239 Background: Cancer patients vary considerably in health status making it challenging to evaluate the risk of complications from cancer treatment. To aid oncologists in identifying patients with highest risk for adverse outcomes, we investigated the Risk Assessment Index (RAI), a validated tool used to assess frailty in patients prior to elective surgery. We assessed whether the RAI could serve to predict mortality, hospital utilization, and quality of life in cancer patients.
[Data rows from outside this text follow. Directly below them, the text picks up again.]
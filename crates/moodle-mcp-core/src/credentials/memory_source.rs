//! In-memory credential source

use parking_lot::RwLock;

use super::traits::CredentialSource;

/// Credential source backed by plain values
///
/// Used by embedders that already know the site (e.g. a per-user session
/// store) and by tests in place of the process environment.
#[derive(Debug, Default)]
pub struct MemoryCredentialSource {
    base_url: RwLock<Option<String>>,
    token: RwLock<Option<String>>,
}

impl MemoryCredentialSource {
    /// An empty source
    pub fn new() -> Self {
        Self::default()
    }

    /// A source holding both values
    pub fn with_values(base_url: impl Into<String>, token: impl Into<String>) -> Self {
        Self {
            base_url: RwLock::new(Some(base_url.into())),
            token: RwLock::new(Some(token.into())),
        }
    }

    pub fn set_base_url(&self, base_url: Option<String>) {
        *self.base_url.write() = base_url;
    }

    pub fn set_token(&self, token: Option<String>) {
        *self.token.write() = token;
    }
}

impl CredentialSource for MemoryCredentialSource {
    fn name(&self) -> &str {
        "memory"
    }

    fn base_url(&self) -> Option<String> {
        self.base_url.read().clone()
    }

    fn token(&self) -> Option<String> {
        self.token.read().clone()
    }
}
#[cfg(test)]
mod tests {
    use super::*;
    use crate::credentials::MemoryCredentialSource;
    use crate::dispatcher::RecordingHostContext;
    use crate::logging::{LogLevel, MemoryLogger};
    use crate::remote::{HttpResponse, MockTransport, WSDISCOVERY_PATH, UPLOAD_PATH};

    const BASE: &str = "https://lms.example";
    const LOOKUP: &str = "https://lookup.example/noauth/lookup";

    fn dispatcher(mock: MockTransport) -> (ProxyDispatcher, Arc<MockTransport>, Arc<MemoryLogger>) {
        let mock = Arc::new(mock);
        let logger = Arc::new(MemoryLogger::new());
        let config = AdapterConfig::default().with_lookup_url(LOOKUP);
        let dispatcher = ProxyDispatcher::new(mock.clone(), &config, logger.clone())
            .with_credential_fallback(vec![Arc::new(MemoryCredentialSource::new())]);
        (dispatcher, mock, logger)
    }

    fn ctx() -> RecordingHostContext {
        RecordingHostContext::new()
            .with_header("x-moodle", "https://LMS.example/")
            .with_header("x-token", "tok")
    }

    fn wsdiscovery_url() -> String {
        format!("{}{}", BASE, WSDISCOVERY_PATH)
    }

    fn lookup_returns(mock: MockTransport, functions: Value) -> MockTransport {
        mock.route_json(&wsdiscovery_url(), 200, json!({"functions": []}))
            .route_json(LOOKUP, 200, json!({ "functions": functions }))
    }

    #[tokio::test]
    async fn test_missing_credentials_fail_both_events() {
        let (dispatcher, mock, _) = dispatcher(MockTransport::new());
        let empty = RecordingHostContext::new();

        let err = dispatcher.list_capabilities(&empty, vec![]).await.unwrap_err();
        assert!(matches!(err, AdapterError::MissingCredentials));
        assert!(err.to_string().contains("'x-moodle' and 'x-token'"));

        let err = dispatcher
            .invoke_capability(&empty, "download_file", json!({"url": "/pluginfile.php/1/a"}))
            .await
            .unwrap_err();
        assert!(matches!(err, AdapterError::MissingCredentials));

        let invalid_url = RecordingHostContext::new()
            .with_header("x-moodle", "lms.example")
            .with_header("x-token", "tok");
        let err = dispatcher.list_capabilities(&invalid_url, vec![]).await.unwrap_err();
        assert!(matches!(err, AdapterError::MissingCredentials));

        assert!(mock.requests().is_empty());
    }

    #[tokio::test]
    async fn test_fallback_source_supplies_credentials() {
        let (dispatcher, mock, _) = dispatcher(
            MockTransport::new()
                .route_json("https://env.example/admin/tool/wsdiscovery/moodle.php", 200, json!({"functions": []}))
                .route_json(LOOKUP, 200, json!({"functions": []})),
        );
        let dispatcher = dispatcher.with_credential_fallback(vec![Arc::new(MemoryCredentialSource::with_values(
            "https://env.example",
            "env-token",
        ))]);

        let listed = dispatcher.list_capabilities(&RecordingHostContext::new(), vec![]).await.unwrap();
        assert_eq!(listed.len(), 2);
        assert_eq!(mock.requests()[0].header("authorization"), Some("Bearer env-token"));
    }

    #[tokio::test]
    async fn test_list_appends_builtins_and_host_capabilities() {
        let (dispatcher, _, _) = dispatcher(lookup_returns(
            MockTransport::new(),
            json!([
                {"name": "core_get_courses", "description": "Courses", "inputSchema": {}, "outputSchema": {"type": "object"}},
                {"name": "download_file", "description": "Site provided", "inputSchema": {"type": "object"}}
            ]),
        ));
        let host = vec![CapabilityDescriptor::new("ping", "Host tool")];

        let listed = dispatcher.list_capabilities(&ctx(), host).await.unwrap();
        let names: Vec<&str> = listed.iter().map(|c| c.name.as_str()).collect();
        assert_eq!(names, vec!["core_get_courses", "upload_files", "download_file", "ping"]);
        assert_eq!(listed[0].input_schema, json!({}));
        assert_ne!(listed[2].description, "Site provided");
        assert_eq!(listed[2].input_schema, builtin_descriptors()[1].input_schema);
    }

    #[tokio::test]
    async fn test_list_surfaces_discovery_error() {
        let (dispatcher, _, _) = dispatcher(
            MockTransport::new()
                .route(&wsdiscovery_url(), HttpResponse::new(404, "not installed"))
                .route_function(BASE, "core_webservice_get_site_info", json!({"exception": "x", "message": "disabled"})),
        );
        let err = dispatcher.list_capabilities(&ctx(), vec![]).await.unwrap_err();
        assert!(matches!(err, AdapterError::Discovery { .. }));
        assert!(dispatcher.registry().names().is_empty());
    }

    #[tokio::test]
    async fn test_courses_scenario() {
        let (dispatcher, mock, _) = dispatcher(
            lookup_returns(
                MockTransport::new(),
                json!([{"name": "core_get_courses", "inputSchema": {}, "outputSchema": {"type": "array", "items": {"type": "object"}}}]),
            )
            .route_function(BASE, "core_get_courses", json!([])),
        );
        let ctx = ctx();

        dispatcher.list_capabilities(&ctx, vec![]).await.unwrap();
        assert_eq!(dispatcher.registry().shapes_for("core_get_courses").unwrap().len(), 1);

        let result = dispatcher
            .invoke_capability(&ctx, "core_get_courses", json!({"options": {"ids": [1]}}))
            .await
            .unwrap();
        assert_eq!(result.structured(), Some(&json!({"result": []})));

        let call = mock.requests_to(&format!("{}/webservice/rest/server.php", BASE));
        assert_eq!(call.len(), 1);
        assert_eq!(call[0].query_param("moodlewsrestformat"), Some("json"));
    }

    #[tokio::test]
    async fn test_result_repaired_against_every_shape() {
        let mock = Arc::new(
            MockTransport::new()
                .route_json(&wsdiscovery_url(), 200, json!({"functions": []}))
                .route_json(
                    LOOKUP,
                    200,
                    json!({"functions": [{"name": "core_user_get_prefs", "outputSchema": {
                        "type": "object",
                        "properties": {"result": {"type": "object", "properties": {"a": {"type": "object"}}}}
                    }}]}),
                )
                .route_function(BASE, "core_user_get_prefs", json!({"a": [], "b": [], "c": []})),
        );
        let logger = Arc::new(MemoryLogger::new());
        let dispatcher = ProxyDispatcher::new(mock.clone(), &AdapterConfig::default().with_lookup_url(LOOKUP), logger)
            .with_credential_fallback(vec![]);
        let ctx = ctx();

        dispatcher.list_capabilities(&ctx, vec![]).await.unwrap();
        mock.add_route_json(
            LOOKUP,
            200,
            json!({"functions": [{"name": "core_user_get_prefs", "outputSchema": {
                "type": "object",
                "properties": {"result": {"type": "object", "properties": {"b": {"type": "object"}}}}
            }}]}),
        );
        dispatcher.list_capabilities(&ctx, vec![]).await.unwrap();
        assert_eq!(dispatcher.registry().shapes_for("core_user_get_prefs").unwrap().len(), 2);

        let result = dispatcher
            .invoke_capability(&ctx, "core_user_get_prefs", json!({}))
            .await
            .unwrap();
        assert_eq!(result.structured(), Some(&json!({"result": {"a": {}, "b": {}, "c": []}})));
    }

    #[tokio::test]
    async fn test_unknown_capability_is_stale() {
        let (dispatcher, mock, logger) = dispatcher(MockTransport::new());
        let ctx = ctx();

        let err = dispatcher
            .invoke_capability(&ctx, "core_get_courses", json!({}))
            .await
            .unwrap_err();
        assert!(matches!(err, AdapterError::StaleCapability { ref name } if name == "core_get_courses"));
        assert!(err.to_string().contains("Please repeat the request"));
        assert_eq!(ctx.notification_count(), 1);

        dispatcher.invoke_capability(&ctx, "core_get_courses", json!({})).await.unwrap_err();
        assert_eq!(ctx.notification_count(), 2);

        assert!(mock.requests().is_empty());
        assert!(logger.contains(LogLevel::Warn, "re-list"));
    }

    #[tokio::test]
    async fn test_remote_exception_surfaces() {
        let (dispatcher, _, _) = dispatcher(
            lookup_returns(MockTransport::new(), json!([{"name": "core_x"}]))
                .route_function(BASE, "core_x", json!({"exception": "invalid_parameter_exception", "message": "Invalid parameter value detected"})),
        );
        let ctx = ctx();
        dispatcher.list_capabilities(&ctx, vec![]).await.unwrap();

        let err = dispatcher.invoke_capability(&ctx, "core_x", json!({})).await.unwrap_err();
        assert!(matches!(err, AdapterError::RemoteOperation { .. }));
        assert_eq!(ctx.notification_count(), 0);
    }

    #[tokio::test]
    async fn test_non_object_arguments_rejected() {
        let (dispatcher, mock, _) = dispatcher(lookup_returns(MockTransport::new(), json!([{"name": "core_x"}])));
        let ctx = ctx();
        dispatcher.list_capabilities(&ctx, vec![]).await.unwrap();
        let before = mock.requests().len();

        let err = dispatcher.invoke_capability(&ctx, "core_x", json!([1, 2])).await.unwrap_err();
        assert!(matches!(err, AdapterError::InvalidArgument(_)));
        assert_eq!(mock.requests().len(), before);
    }

    #[tokio::test]
    async fn test_upload_scenario() {
        let (dispatcher, mock, _) = dispatcher(MockTransport::new().route_json(
            &format!("{}{}", BASE, UPLOAD_PATH),
            200,
            json!([
                {"itemid": 5, "filepath": "/", "filename": "a.png", "filesize": 100},
                {"filename": "b.png", "errortype": "file_exists", "error": "File exists", "size": 0}
            ]),
        ));

        let result = dispatcher
            .invoke_capability(
                &ctx(),
                "upload_files",
                json!({"files": [
                    {"filename": "a.png", "content": "aGk="},
                    {"filename": "b.png", "content": "aGk="}
                ]}),
            )
            .await
            .unwrap();
        assert_eq!(
            result.structured(),
            Some(&json!({
                "itemid": 5,
                "filepath": "/",
                "files": [
                    {"filename": "a.png", "success": true, "filesize": 100},
                    {"filename": "b.png", "success": false, "errortype": "file_exists", "errormessage": "File exists", "filesize": 0}
                ]
            }))
        );
        // built-ins never consult discovery
        assert!(mock.requests_to(LOOKUP).is_empty());
    }

    #[tokio::test]
    async fn test_download_scenario() {
        let (dispatcher, mock, _) = dispatcher(MockTransport::new().route(
            "https://lms.example/webservice/pluginfile.php",
            HttpResponse::new(200, b"%PDF-1.7".to_vec()).with_header("Content-Type", "application/pdf"),
        ));

        let result = dispatcher
            .invoke_capability(
                &ctx(),
                "download_file",
                json!({"url": "https://lms.example/pluginfile.php/123/mod_resource/content/0/x.pdf"}),
            )
            .await
            .unwrap();

        let file = result.file().unwrap();
        assert_eq!(file.data, b"%PDF-1.7".to_vec());
        assert_eq!(file.mime_type.as_deref(), Some("application/pdf"));
        assert_eq!(file.extension.as_deref(), Some("pdf"));
        assert_eq!(
            mock.requests()[0].url,
            "https://lms.example/webservice/pluginfile.php/123/mod_resource/content/0/x.pdf"
        );
    }

    #[tokio::test]
    async fn test_download_rejects_foreign_url() {
        let (dispatcher, mock, _) = dispatcher(MockTransport::new());
        let err = dispatcher
            .invoke_capability(&ctx(), "download_file", json!({"url": "https://other.example/pluginfile.php/1"}))
            .await
            .unwrap_err();
        assert!(matches!(err, AdapterError::InvalidArgument(_)));
        assert!(mock.requests().is_empty());
    }
}
//! Chained credential resolution
//!
//! Sources are consulted in priority order and each field is resolved on its
//! own: the token may come from a header while the site URL comes from the
//! environment.

use std::sync::Arc;

use reqwest::Url;

use super::env_source::EnvCredentialSource;
use super::header_source::HeaderCredentialSource;
use super::traits::{CredentialSource, Credentials};
use crate::error::{AdapterError, AdapterResult};

/// Trim, drop trailing slashes and lower-case a site URL
pub fn clean_base_url(url: &str) -> String {
    url.trim().trim_end_matches('/').to_lowercase()
}

/// Whether `url` is an absolute http(s) URL with a host
pub fn is_valid_base_url(url: &str) -> bool {
    match Url::parse(url) {
        Ok(parsed) => {
            matches!(parsed.scheme(), "http" | "https")
                && parsed.host_str().is_some_and(|h| !h.is_empty())
        }
        Err(_) => false,
    }
}

/// Resolves credentials from an ordered list of sources
///
/// # Example
///
/// ```
/// use std::sync::Arc;
/// use moodle_mcp_core::credentials::{CredentialResolver, MemoryCredentialSource};
///
/// let resolver = CredentialResolver::new(vec![
///     Arc::new(MemoryCredentialSource::with_values("https://LMS.example/", "tok")),
/// ]);
/// let creds = resolver.verify_resolve().unwrap();
/// assert_eq!(creds.base_url, "https://lms.example");
/// ```
#[derive(Clone)]
pub struct CredentialResolver {
    sources: Vec<Arc<dyn CredentialSource>>,
}

impl CredentialResolver {
    /// Create a resolver over `sources`, highest priority first
    pub fn new(sources: Vec<Arc<dyn CredentialSource>>) -> Self {
        Self { sources }
    }

    /// Request headers first, then `fallback` sources in order
    pub fn for_request(headers: HeaderCredentialSource, fallback: &[Arc<dyn CredentialSource>]) -> Self {
        let mut sources: Vec<Arc<dyn CredentialSource>> = Vec::with_capacity(fallback.len() + 1);
        sources.push(Arc::new(headers));
        sources.extend(fallback.iter().cloned());
        Self::new(sources)
    }

    /// Environment-only resolver (stdio transport has no headers)
    pub fn from_env() -> Self {
        Self::new(vec![Arc::new(EnvCredentialSource::new())])
    }

    /// Names of the configured sources, in priority order
    pub fn source_names(&self) -> Vec<String> {
        self.sources.iter().map(|s| s.name().to_string()).collect()
    }

    /// Resolve both fields; either may come back empty
    ///
    /// An invalid site URL is discarded and the next source is tried.
    pub fn resolve(&self) -> Credentials {
        let base_url = self
            .sources
            .iter()
            .filter_map(|s| s.base_url())
            .map(|raw| clean_base_url(&raw))
            .find(|url| is_valid_base_url(url))
            .unwrap_or_default();

        let token = self
            .sources
            .iter()
            .filter_map(|s| s.token())
            .map(|raw| raw.trim().to_string())
            .find(|t| !t.is_empty())
            .unwrap_or_default();

        Credentials { base_url, token }
    }

    /// Resolve and require both fields
    ///
    /// Must pass before any remote interaction.
    pub fn verify_resolve(&self) -> AdapterResult<Credentials> {
        let credentials = self.resolve();
        if credentials.is_complete() {
            Ok(credentials)
        } else {
            Err(AdapterError::MissingCredentials)
        }
    }
}

impl std::fmt::Debug for CredentialResolver {
    fn fmt(&self, f: &mut std::fmt::Formatter<'_>) -> std::fmt::Result {
        f.debug_struct("CredentialResolver")
            .field("sources", &self.source_names())
            .finish()
    }
}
Methods: Participants were breast and gynecological cancer patients treated at UPMC Magee Women’s Cancer Center who completed the RAI between July 2016 and December 2017. Patients completed patient reported outcomes (PROs) during each visit including the Short Form (SF)-12, Edmonton Symptom Assessment, anxiety and depression screens, and MD Anderson Symptom Inventory (MDASI) and were analyzed up to 180 days from the RAI date. Mortality was assessed at 90, 180, and 365-day intervals, and hospital utilization was assessed within 90-days of RAI. Results: There were 1,764 unique breast and gynecological cancer patients. Significant correlations between the RAI and mortality were observed for both groups with frail patients having higher rates of mortality at each interval. Frailty was associated with higher rates of hospitalization compared to non-frail patients (31% vs 20%, p = 0.05 & 50% vs 34%, p = 0.02 for breast and gynecologic patients, respectively). Frailty correlated with fair/poor ratings on the SF-12 for breast and gynecologic patients (r = 0.13, p = 0.01; r = 0.37 p < 0.001, respectively). On the Edmonton, frailty correlated with lower ratings of well-being in breast cancer patients (r = 0.11, p = 0.012) and higher symptom burden in gynecological patients (r = 0.23, p = 0.01). No correlations were observed between the RAI and anxiety or depression. For gynecologic patients, there were significant correlations between the RAI and MDASI with frail patients having higher rates of pain, fatigue, appetite, diarrhea, and memory. Conclusions: We demonstrated that the RAI is correlated with mortality, self-reported quality of life, and hospitalizations in breast and gynecologic cancer patients. Using this tool to risk-stratify patients may help to guide shared decision-making discussions and provide appropriate treatment and/or supportive services for this vulnerable population.